* [Work task]: Scan the data beneath this task and copy each line that includes "SampleDate".

* [Task data]:

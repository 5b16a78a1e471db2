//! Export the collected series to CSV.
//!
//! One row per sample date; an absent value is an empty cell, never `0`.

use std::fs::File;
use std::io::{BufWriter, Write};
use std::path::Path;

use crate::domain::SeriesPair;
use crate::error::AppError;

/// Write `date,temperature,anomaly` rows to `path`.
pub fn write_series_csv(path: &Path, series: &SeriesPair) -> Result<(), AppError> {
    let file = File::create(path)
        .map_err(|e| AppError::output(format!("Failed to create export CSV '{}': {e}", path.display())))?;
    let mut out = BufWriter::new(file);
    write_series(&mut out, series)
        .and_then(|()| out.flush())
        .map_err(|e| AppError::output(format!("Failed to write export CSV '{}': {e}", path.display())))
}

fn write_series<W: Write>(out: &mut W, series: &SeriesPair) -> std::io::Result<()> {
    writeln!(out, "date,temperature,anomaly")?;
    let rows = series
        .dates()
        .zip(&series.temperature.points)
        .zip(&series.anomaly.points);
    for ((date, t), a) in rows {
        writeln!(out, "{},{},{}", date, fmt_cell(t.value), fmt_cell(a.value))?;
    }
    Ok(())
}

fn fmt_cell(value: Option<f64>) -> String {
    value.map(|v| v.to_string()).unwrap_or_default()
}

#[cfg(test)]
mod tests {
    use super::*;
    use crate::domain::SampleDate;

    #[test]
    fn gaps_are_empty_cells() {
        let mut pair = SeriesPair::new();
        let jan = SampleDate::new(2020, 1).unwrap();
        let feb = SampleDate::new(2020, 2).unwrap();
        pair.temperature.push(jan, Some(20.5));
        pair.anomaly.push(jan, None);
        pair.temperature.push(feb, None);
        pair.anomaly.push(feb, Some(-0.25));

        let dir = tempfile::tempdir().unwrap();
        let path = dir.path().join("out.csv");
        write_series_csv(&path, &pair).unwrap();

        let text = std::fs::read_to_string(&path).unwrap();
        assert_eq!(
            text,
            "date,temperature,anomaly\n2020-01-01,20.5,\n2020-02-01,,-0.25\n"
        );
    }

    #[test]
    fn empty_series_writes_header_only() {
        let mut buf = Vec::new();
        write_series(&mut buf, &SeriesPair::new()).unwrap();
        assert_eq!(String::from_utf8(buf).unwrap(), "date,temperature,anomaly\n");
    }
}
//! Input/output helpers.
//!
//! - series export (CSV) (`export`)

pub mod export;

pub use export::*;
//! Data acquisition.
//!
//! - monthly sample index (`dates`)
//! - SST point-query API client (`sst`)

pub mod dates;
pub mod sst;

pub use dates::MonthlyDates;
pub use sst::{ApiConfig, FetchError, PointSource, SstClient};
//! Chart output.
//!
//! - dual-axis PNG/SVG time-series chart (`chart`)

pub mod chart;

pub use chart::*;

* [Exercise response]:
    use crate::domain::SampleDate;
        let jan = SampleDate::new(2020, 1).unwrap();
        let feb = SampleDate::new(2020, 2).unwrap();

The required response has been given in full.